Four teachers take the Year six kids to camp.  "(Miss Lattimore) hadn't wanted to come along to the camp.  From the sick bay I had heard her having a fight with Mr Nicholson ... She'd threatened to quit the Education Department and earn a living making macrame flowerpot hangers ... But since none of the other teachers on the staff, except Mrs Wentworth, wanted to come to the camp, Miss Lattimore had to give in. Mr Kennard didn't have any choice. He was straight out of teachers' college."

Erica shows Alison around Barringa East Primary School and takes her to the library. "Mrs Cheale took a real shine to her straight away. She showed Alison the new books that hadn't been processed yet.  Usually if someone dared lay a finger on any uncovered books, she changed from a patient teacher into a monster with fangs and a black velvet cloak. ... Alison ... was telling Mrs Cheale that her aunt was a librarian. Librarians always seem fascinated if you know someone else who is a librarian."

"It was funny none of the teachers' kids were enrolled at our school.  You'd have thought it would be more convenient for them."

Also Robin Klein creates such masterful contrasts between the glamour of Alison and the grungy, messy chaos of Erica (Yuk, Erk or Gherkin),

"She was wearing this soft blue skirt, and a shirt the colour of cream, with not a crease nor a wrinkle nor a loose thread anywhere ... Long, pale-gold hair caught back with a filigree clasp, and tiny gold roses, the size of shirt buttons, in her ears."

ALISON "... she had a chicken drumstick wrapped in foil ... a stick of celery with the tips curled, a tiny perfect tomato like a ruby ... and a smart white drink bottle with a gold lid filled with orange juice.  She also had a straw in a cellophane wrap."
ERICA "I'd ordered a meat pie, an ice jam donut, and this lovely yellow banana, just begging to be unzipped and eaten."

"The coat hangers she'd bought along weren't the old wire ones from dry cleaning; hers were all padded and crocheted."

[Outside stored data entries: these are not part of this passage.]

use image::GenericImageView;
use std::path::Path;

use crate::constants::{PARTICLE_ATLAS_ROWS, PROC_TEXTURE_SIZE};

pub fn load_rgba_image<P: AsRef<Path>>(path: P) -> Result<(Vec<u8>, u32, u32), String> {
    let img = image::open(path).map_err(|e| format!("Failed to load texture: {}", e))?;
    let rgba = img.to_rgba8();
    let (width, height) = img.dimensions();
    Ok((rgba.into_raw(), width, height))
}

fn hash(x: u32, y: u32, seed: u32) -> u8 {
    let n = x
        .wrapping_mul(374761393)
        .wrapping_add(y.wrapping_mul(668265263))
        .wrapping_add(seed);
    let n = (n ^ (n >> 13)).wrapping_mul(1274126177);
    ((n ^ (n >> 16)) & 0xFF) as u8
}

/// Coarse-cell noise smoothed over a 2x2 lattice, for the low-frequency
/// blend map and sky shading.
fn smooth_noise(x: u32, y: u32, cell: u32, seed: u32) -> f32 {
    let cx = x / cell;
    let cy = y / cell;
    let fx = (x % cell) as f32 / cell as f32;
    let fy = (y % cell) as f32 / cell as f32;
    let corner = |dx: u32, dy: u32| hash(cx + dx, cy + dy, seed) as f32 / 255.0;
    let top = corner(0, 0) * (1.0 - fx) + corner(1, 0) * fx;
    let bottom = corner(0, 1) * (1.0 - fx) + corner(1, 1) * fx;
    top * (1.0 - fy) + bottom * fy
}

#[derive(Debug, Clone, Copy, PartialEq, Eq)]
pub enum TerrainTile {
    Grass,
    Mud,
    Flowers,
    Path,
}

/// One PROC_TEXTURE_SIZE square ground tile in RGBA8.
pub fn generate_terrain_tile(tile: TerrainTile) -> Vec<u8> {
    let size = PROC_TEXTURE_SIZE;
    let mut data = Vec::with_capacity((size * size * 4) as usize);

    for y in 0..size {
        for x in 0..size {
            let (r, g, b) = match tile {
                TerrainTile::Grass => {
                    let noise = hash(x, y, 20) as i32 - 128;
                    let g_val = (110 + noise / 6).clamp(70, 150) as u8;
                    (45, g_val, 30)
                }
                TerrainTile::Mud => {
                    let noise = hash(x, y, 21) as i32 - 128;
                    let base = 120 + noise / 8;
                    (
                        base.clamp(90, 150) as u8,
                        (base - 45).clamp(50, 105) as u8,
                        (base - 85).clamp(15, 55) as u8,
                    )
                }
                TerrainTile::Flowers => {
                    let noise = hash(x, y, 22);
                    let cluster = hash(x / 8, y / 8, 23);
                    if cluster > 210 && noise > 190 {
                        // Petal speckles over the grass base.
                        if cluster % 2 == 0 {
                            (220, 60, 70)
                        } else {
                            (230, 210, 70)
                        }
                    } else {
                        let g_val = (105 + (noise as i32 - 128) / 6).clamp(70, 145) as u8;
                        (45, g_val, 30)
                    }
                }
                TerrainTile::Path => {
                    let noise = hash(x, y, 24);
                    let pebble = if (noise / 40) % 3 == 0 { 25i32 } else { 0 };
                    let base = 140 + (noise as i32 - 128) / 8 - pebble;
                    (
                        base.clamp(95, 165) as u8,
                        (base - 25).clamp(75, 140) as u8,
                        (base - 55).clamp(45, 110) as u8,
                    )
                }
            };
            data.extend_from_slice(&[r, g, b, 255]);
        }
    }

    data
}

/// Blend map steering the terrain shader: r/g/b weight mud/flowers/path,
/// the remainder falls to grass. Low-frequency patches so the splat reads
/// as regions rather than static.
pub fn generate_blend_map(seed: u32) -> Vec<u8> {
    let size = PROC_TEXTURE_SIZE;
    let mut data = Vec::with_capacity((size * size * 4) as usize);

    for y in 0..size {
        for x in 0..size {
            let r = smooth_noise(x, y, 32, seed.wrapping_add(1));
            let g = smooth_noise(x, y, 48, seed.wrapping_add(2));
            let b = smooth_noise(x, y, 24, seed.wrapping_add(3));
            // Sharpen each channel so patches have definite interiors.
            let sharpen = |v: f32| ((v - 0.55) * 4.0).clamp(0.0, 1.0);
            data.extend_from_slice(&[
                (sharpen(r) * 255.0) as u8,
                (sharpen(g) * 255.0) as u8,
                (sharpen(b) * 255.0) as u8,
                255,
            ]);
        }
    }

    data
}

/// Particle atlas of PARTICLE_ATLAS_ROWS^2 stages: a soft disc that shrinks
/// and dims across stages so the animation reads as a puff burning out.
pub fn generate_particle_atlas() -> Vec<u8> {
    let rows = PARTICLE_ATLAS_ROWS;
    let cell = PROC_TEXTURE_SIZE / rows;
    let size = cell * rows;
    let mut data = vec![0u8; (size * size * 4) as usize];

    for stage in 0..rows * rows {
        let col = stage % rows;
        let row = stage / rows;
        let progress = stage as f32 / (rows * rows - 1) as f32;
        let radius = cell as f32 * 0.45 * (1.0 - 0.6 * progress);
        let brightness = 1.0 - 0.7 * progress;

        for y in 0..cell {
            for x in 0..cell {
                let dx = x as f32 - cell as f32 / 2.0;
                let dy = y as f32 - cell as f32 / 2.0;
                let dist = (dx * dx + dy * dy).sqrt();
                if dist >= radius {
                    continue;
                }
                let falloff = 1.0 - dist / radius;
                let alpha = (falloff * falloff * 255.0) as u8;
                let v = (brightness * 235.0) as u8;
                let px = col * cell + x;
                let py = row * cell + y;
                let idx = ((py * size + px) * 4) as usize;
                data[idx] = v;
                data[idx + 1] = (v as f32 * 0.9) as u8;
                data[idx + 2] = (v as f32 * 0.75) as u8;
                data[idx + 3] = alpha;
            }
        }
    }

    data
}

/// Tangent-space normal map with mild hash bumps around straight-up.
pub fn generate_normal_map(seed: u32) -> Vec<u8> {
    let size = PROC_TEXTURE_SIZE;
    let mut data = Vec::with_capacity((size * size * 4) as usize);

    for y in 0..size {
        for x in 0..size {
            let nx = 128 + (hash(x, y, seed) as i32 - 128) / 6;
            let ny = 128 + (hash(x, y, seed.wrapping_add(97)) as i32 - 128) / 6;
            data.extend_from_slice(&[nx.clamp(0, 255) as u8, ny.clamp(0, 255) as u8, 255, 255]);
        }
    }

    data
}

/// Noisy tinted surface for the placeholder entity models.
pub fn generate_entity_texture(base: [u8; 3], seed: u32) -> Vec<u8> {
    let size = PROC_TEXTURE_SIZE;
    let mut data = Vec::with_capacity((size * size * 4) as usize);

    for y in 0..size {
        for x in 0..size {
            let noise = hash(x, y, seed) as i32 - 128;
            let shade = |c: u8| (c as i32 + noise / 6).clamp(0, 255) as u8;
            data.extend_from_slice(&[shade(base[0]), shade(base[1]), shade(base[2]), 255]);
        }
    }

    data
}

/// One cubemap face as a vertical gradient between horizon and zenith
/// colours; `face` follows wgpu array-layer order (+x,-x,+y,-y,+z,-z).
/// Night faces scatter star points over the gradient.
pub fn generate_sky_face(face: u32, horizon: [u8; 3], zenith: [u8; 3], stars: bool) -> Vec<u8> {
    let size = PROC_TEXTURE_SIZE;
    let mut data = Vec::with_capacity((size * size * 4) as usize);

    for y in 0..size {
        for x in 0..size {
            let t = match face {
                2 => 1.0,
                3 => 0.0,
                _ => 1.0 - y as f32 / (size - 1) as f32,
            };
            let mix = |h: u8, z: u8| (h as f32 * (1.0 - t) + z as f32 * t) as u8;
            let mut r = mix(horizon[0], zenith[0]);
            let mut g = mix(horizon[1], zenith[1]);
            let mut b = mix(horizon[2], zenith[2]);
            if stars && hash(x, y, 600 + face) > 252 {
                r = 255;
                g = 255;
                b = 240;
            }
            data.extend_from_slice(&[r, g, b, 255]);
        }
    }

    data
}

#[cfg(test)]
mod tests {
    use super::*;

    fn expected_len() -> usize {
        (PROC_TEXTURE_SIZE * PROC_TEXTURE_SIZE * 4) as usize
    }

    #[test]
    fn tiles_are_opaque_and_sized() {
        for tile in [
            TerrainTile::Grass,
            TerrainTile::Mud,
            TerrainTile::Flowers,
            TerrainTile::Path,
        ] {
            let data = generate_terrain_tile(tile);
            assert_eq!(data.len(), expected_len());
            assert!(data.chunks(4).all(|p| p[3] == 255));
        }
    }

    #[test]
    fn blend_map_is_deterministic() {
        assert_eq!(generate_blend_map(7), generate_blend_map(7));
        assert_ne!(generate_blend_map(7), generate_blend_map(8));
    }

    #[test]
    fn particle_atlas_fades_across_stages() {
        let rows = PARTICLE_ATLAS_ROWS;
        let cell = PROC_TEXTURE_SIZE / rows;
        let size = cell * rows;
        let data = generate_particle_atlas();
        let centre = |stage: u32| {
            let px = (stage % rows) * cell + cell / 2;
            let py = (stage / rows) * cell + cell / 2;
            data[((py * size + px) * 4 + 3) as usize]
        };
        assert!(centre(0) > 0);
        assert!(centre(0) >= centre(rows * rows - 1));
    }

    #[test]
    fn normal_map_points_mostly_up() {
        let data = generate_normal_map(3);
        for p in data.chunks(4) {
            assert_eq!(p[2], 255);
            assert!((p[0] as i32 - 128).abs() <= 22);
        }
    }

    #[test]
    fn sky_top_face_is_pure_zenith() {
        let zenith = [10, 20, 90];
        let data = generate_sky_face(2, [200, 200, 200], zenith, false);
        assert_eq!(&data[0..3], &zenith);
    }
}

Even though the story feels dated I still really enjoyed reading this book again.  Erica is such a funny character but she is also real girl who needs a true friend.  Listen to this little audio sample.   Here is an assignment to use with this book.

Sadly Robin Klein became ill in 2005 and is no longer able to write.  Her final books were fabulous.  I especially loved Came back to show you I could fly, People might Hear you and Games.